日本は2007年4月から豚熱のステータスは清浄国であった。発生から最長2年間の一時停止期間があったが、その間で収束とはならず、2020年9月3日に清浄国ステータスが消失した。この消失により、非清浄国からの輸入解禁要請(台湾からの豚肉の輸入解禁要請など)に対して有利な立場がとれなくなる。

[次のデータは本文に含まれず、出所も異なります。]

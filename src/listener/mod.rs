//! Listener acceptors (spec section 4.8): one task per configured
//! `[[listener]]`, each binding a `TcpListener` and handing every accepted
//! connection to a fresh `ClientSession`. TLS and WebSocket framing are
//! peeled off before the byte stream reaches `ClientSession`, which only
//! ever sees a plain `AsyncRead + AsyncWrite`.

mod tls;
mod ws;

use std::net::SocketAddr;
use std::sync::Arc;

use log::{info, warn};
use tokio::net::{TcpListener, TcpStream};
use tokio_rustls::TlsAcceptor;

use crate::auth::AuthPolicy;
use crate::client_session::ClientSession;
use crate::config::listener::Protocol;
use crate::config::{General, Listener as ListenerConfig};
use crate::error::{Error, ErrorKind};
use crate::metrics::Metrics;
use crate::session_handler::SessionHandler;
use crate::session_store::SessionStore;

/// Binds `config`'s address and accepts connections until the process is
/// torn down. Each connection runs on its own task and is logged, never
/// propagated: one bad client must not bring the listener down.
///
/// # Errors
/// Returns an error if the listener socket cannot be bound or the TLS
/// material configured for a `Tcps`/`Wss` listener cannot be loaded.
pub async fn serve<S: SessionStore + 'static>(
    config: ListenerConfig,
    handler: Arc<SessionHandler<S>>,
    general: Arc<General>,
    auth: Arc<dyn AuthPolicy>,
    metrics: Arc<Metrics>,
) -> Result<(), Error> {
    let addr: SocketAddr = format!("{}:{}", config.address, config.port)
        .parse()
        .map_err(|err| Error::new(ErrorKind::Config, format!("invalid listener address: {err}")))?;

    let tcp_listener = TcpListener::bind(addr).await?;
    info!("{:?} listener bound on {addr}", config.protocol);

    let tls_acceptor = match config.protocol {
        Protocol::Tcps | Protocol::Wss => Some(tls::load_acceptor(
            config
                .cert_file
                .as_deref()
                .expect("validated at config load"),
            config
                .key_file
                .as_deref()
                .expect("validated at config load"),
        )?),
        Protocol::Tcp | Protocol::Ws => None,
    };

    loop {
        let (socket, peer) = tcp_listener.accept().await?;
        let handler = handler.clone();
        let general = general.clone();
        let auth = auth.clone();
        let metrics = metrics.clone();
        let protocol = config.protocol;
        let tls_acceptor = tls_acceptor.clone();

        tokio::spawn(async move {
            if let Err(err) =
                accept_one(protocol, socket, peer, tls_acceptor, handler, general, auth, metrics)
                    .await
            {
                warn!("connection from {peer} ended with error: {err}");
            }
        });
    }
}

#[allow(clippy::too_many_arguments)]
async fn accept_one<S: SessionStore + 'static>(
    protocol: Protocol,
    socket: TcpStream,
    peer: SocketAddr,
    tls_acceptor: Option<TlsAcceptor>,
    handler: Arc<SessionHandler<S>>,
    general: Arc<General>,
    auth: Arc<dyn AuthPolicy>,
    metrics: Arc<Metrics>,
) -> Result<(), Error> {
    socket.set_nodelay(true).ok();
    let session = ClientSession::new(handler, general, auth, metrics, peer.to_string());

    match (protocol, tls_acceptor) {
        (Protocol::Tcp, None) => session.run(socket).await,
        (Protocol::Tcps, Some(acceptor)) => {
            let stream = acceptor.accept(socket).await?;
            session.run(stream).await
        }
        (Protocol::Ws, None) => {
            let stream = ws::accept_plain(socket).await?;
            session.run(stream).await
        }
        (Protocol::Wss, Some(acceptor)) => {
            let tls_stream = acceptor.accept(socket).await?;
            let stream = ws::accept_tls(tls_stream).await?;
            session.run(stream).await
        }
        (Protocol::Tcp | Protocol::Ws, Some(_)) | (Protocol::Tcps | Protocol::Wss, None) => {
            unreachable!("tls_acceptor presence matches protocol by construction in serve()")
        }
    }
}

清浄国になるための主な要件は以下の通りであるが、具体的な期限の目途が立つ状況にはない。

  • 過去12か月間、飼養豚で豚熱の発生がない。
  • 過去12か月間、飼養豚へのワクチン接種が行われていない(マーカーワクチンを除く)。
  • 過去12か月間、飼養豚でサーベイランスが実施されている。
  • 感染イノシシが国内にいる場合、飼育豚と野生イノシシの群が適切な措置により分離されている。

§清浄化に向けて

農林水産省では、清浄化に向けて、1.感受性動物対策、2.飼養豚-野生イノシシ遮断対策、3.野生イノシシ対策を3本柱としている。野生イノシシでの豚熱が撲滅しない限り飼育豚へのワクチン接種を止めることは難しいと判断されている。

清浄化ステータスの早期再設定のためマーカーワクチンへの切り替えを検討している。販売されているマーカーワクチンは今回の野外株感染豚との区別が困難で使用できず、動物医薬品検査所での開発が進んでいる。9月2日にはその概要が発表された(https://www.maff.go.jp/nval/tyosa_kenkyu/kenkyuu_20200902.html)。9月14日からオンラインで始まる日本獣医学会学術集会(https://www.meeting-jsvs.jp/163)でも研究発表される。また現行のマーカーワクチンを使用し、より綿密な検査で野外株との区別を行うことも選択肢としておくべきとの意見もあった。

野生イノシシ対策は、1.サーベイランス強化、2.捕獲の強化、3.経口ワクチン散布、4.法改正での対応(サーベイランス、経口ワクチン散布の家畜伝染病予防法への位置づけを2021年4月に施行)など。イノシシへの経口ワクチンも今年度から2022年度の事業で国産の開発が進んでいる。事業を請け負っているのは、農研機構、共立製薬株式会社、県立広島大学。

小委員会ではその他、ASFゾーニングを適用したハンガリーからの生鮮豚肉の輸入再開、フランスにおけるASF発生時のゾーニング適用に係るリスク評価が討議された。